Cardiovascular

Incidence, Risk Factors, and Outcome of Transplant-Related Intra-Cranial Hemorrhage in Pediatric Thalassemia Major Patients.

TL;DR

Transplant-related intracranial hemorrhage occurred in 4.7% of pediatric thalassemia major patients after bone marrow transplant and was associated with significantly worse overall survival (51% vs. 88%), disease-free survival (37% vs. 76%), and higher transplant-related mortality, with age at transplant as the main positive predictor.

Key Findings

The incidence of transplant-related intracranial hemorrhage (ICH) in pediatric thalassemia major patients after bone marrow transplant was 4.7%.
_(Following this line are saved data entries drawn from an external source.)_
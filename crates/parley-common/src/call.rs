//! Call records shared between peers, the gateway and the call store.

use chrono::{DateTime, Utc};
use serde::{Deserialize, Serialize};
use std::fmt;
use std::str::FromStr;
use uuid::Uuid;

use crate::{Error, Result};

/// Stable user identifier as known to the signaling channel.
pub type UserId = String;

/// Opaque identifier of one call attempt.
#[derive(Debug, Clone, Copy, PartialEq, Eq, Hash, PartialOrd, Ord, Serialize, Deserialize)]
#[serde(transparent)]
pub struct CallId(Uuid);

impl CallId {
    pub fn new() -> Self {
        Self(Uuid::new_v4())
    }

    pub fn as_uuid(&self) -> &Uuid {
        &self.0
    }
}

impl Default for CallId {
    fn default() -> Self {
        Self::new()
    }
}

impl From<Uuid> for CallId {
    fn from(value: Uuid) -> Self {
        Self(value)
    }
}

impl fmt::Display for CallId {
    fn fmt(&self, f: &mut fmt::Formatter<'_>) -> fmt::Result {
        self.0.fmt(f)
    }
}

impl FromStr for CallId {
    type Err = Error;

    fn from_str(s: &str) -> Result<Self> {
        Uuid::parse_str(s)
            .map(Self)
            .map_err(|source| Error::InvalidCallId {
                value: s.to_string(),
                source,
            })
    }
}

#[derive(Debug, Clone, Copy, PartialEq, Eq, Hash, Serialize, Deserialize)]
#[serde(rename_all = "snake_case")]
pub enum MediaKind {
    Video,
    Audio,
}

impl MediaKind {
    pub fn wants_video(self) -> bool {
        matches!(self, MediaKind::Video)
    }

    pub fn as_str(self) -> &'static str {
        match self {
            MediaKind::Video => "video",
            MediaKind::Audio => "audio",
        }
    }
}

impl fmt::Display for MediaKind {
    fn fmt(&self, f: &mut fmt::Formatter<'_>) -> fmt::Result {
        f.write_str(self.as_str())
    }
}

impl FromStr for MediaKind {
    type Err = Error;

    fn from_str(s: &str) -> Result<Self> {
        match s {
            "video" => Ok(MediaKind::Video),
            "audio" => Ok(MediaKind::Audio),
            other => Err(Error::UnknownMediaKind(other.to_string())),
        }
    }
}

/// Status of a call record.
///
/// Transitions are monotonic: `Ringing -> Accepted -> Connected`, with
/// `Rejected` reachable only from `Ringing` and `Ended`/`Failed` reachable
/// from every non-terminal status.
#[derive(Debug, Clone, Copy, PartialEq, Eq, Hash, Serialize, Deserialize)]
#[serde(rename_all = "snake_case")]
pub enum CallStatus {
    Ringing,
    Accepted,
    Connected,
    Rejected,
    Ended,
    Failed,
}

impl CallStatus {
    pub fn is_terminal(self) -> bool {
        matches!(
            self,
            CallStatus::Rejected | CallStatus::Ended | CallStatus::Failed
        )
    }

    pub fn can_transition_to(self, next: CallStatus) -> bool {
        use CallStatus::*;
        match (self, next) {
            (Ringing, Accepted | Rejected | Ended | Failed) => true,
            (Accepted, Connected | Ended | Failed) => true,
            (Connected, Ended | Failed) => true,
            _ => false,
        }
    }

    pub fn as_str(self) -> &'static str {
        match self {
            CallStatus::Ringing => "ringing",
            CallStatus::Accepted => "accepted",
            CallStatus::Connected => "connected",
            CallStatus::Rejected => "rejected",
            CallStatus::Ended => "ended",
            CallStatus::Failed => "failed",
        }
    }
}

impl fmt::Display for CallStatus {
    fn fmt(&self, f: &mut fmt::Formatter<'_>) -> fmt::Result {
        f.write_str(self.as_str())
    }
}

impl FromStr for CallStatus {
    type Err = Error;

    fn from_str(s: &str) -> Result<Self> {
        match s {
            "ringing" => Ok(CallStatus::Ringing),
            "accepted" => Ok(CallStatus::Accepted),
            "connected" => Ok(CallStatus::Connected),
            "rejected" => Ok(CallStatus::Rejected),
            "ended" => Ok(CallStatus::Ended),
            "failed" => Ok(CallStatus::Failed),
            other => Err(Error::UnknownStatus(other.to_string())),
        }
    }
}

/// One call attempt between two users.
#[derive(Debug, Clone, PartialEq, Eq, Serialize, Deserialize)]
pub struct Call {
    pub id: CallId,
    pub caller_id: UserId,
    pub receiver_id: UserId,
    pub media_kind: MediaKind,
    pub status: CallStatus,
    #[serde(default)]
    pub started_at: Option<DateTime<Utc>>,
    #[serde(default)]
    pub ended_at: Option<DateTime<Utc>>,
}

impl Call {
    /// A fresh call in `Ringing`.
    pub fn ringing(
        id: CallId,
        caller_id: impl Into<UserId>,
        receiver_id: impl Into<UserId>,
        media_kind: MediaKind,
    ) -> Self {
        Self {
            id,
            caller_id: caller_id.into(),
            receiver_id: receiver_id.into(),
            media_kind,
            status: CallStatus::Ringing,
            started_at: None,
            ended_at: None,
        }
    }

    /// Apply a status transition, stamping `started_at` on the first
    /// `Connected` and `ended_at` on any terminal status.
    pub fn transition(&mut self, next: CallStatus) -> Result<()> {
        if !self.status.can_transition_to(next) {
            return Err(Error::IllegalTransition {
                id: self.id,
                from: self.status,
                to: next,
            });
        }
        self.status = next;
        let now = Utc::now();
        if next == CallStatus::Connected && self.started_at.is_none() {
            self.started_at = Some(now);
        }
        if next.is_terminal() {
            self.ended_at = Some(now);
        }
        Ok(())
    }

    pub fn involves(&self, user: &str) -> bool {
        self.caller_id == user || self.receiver_id == user
    }

    /// The participant that is not `user`.
    pub fn peer_of(&self, user: &str) -> &str {
        if self.caller_id == user {
            &self.receiver_id
        } else {
            &self.caller_id
        }
    }
}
  • 28 patients out of 595 total patients developed ICH
  • Data collected retrospectively from four participating centers in the subcontinent from 2010 to 2023
  • All patients underwent first matched-related BMT
  • Mean age of the patient population at transplant was 8.32 ± 4.09 years

ICH presented predominantly with headache and hypertension, most commonly in the early post-transplant period.

  • Headache was present in 60% of ICH patients
  • Hypertension was present in 57% of ICH patients
  • Most ICH events occurred in the early post-transplant period, defined as less than 28 days post-BMT

Overall survival and disease-free survival were significantly worse in patients who developed ICH compared to those who did not.

  • Overall survival in ICH patients was 51% compared to 88% in non-ICH patients
  • Disease-free survival in ICH patients was 37% compared to 76% in non-ICH patients
  • These outcomes were based on 28 patients with ICH versus the remaining 567 patients

Transplant-related mortality was higher in patients who developed ICH than in patients who did not.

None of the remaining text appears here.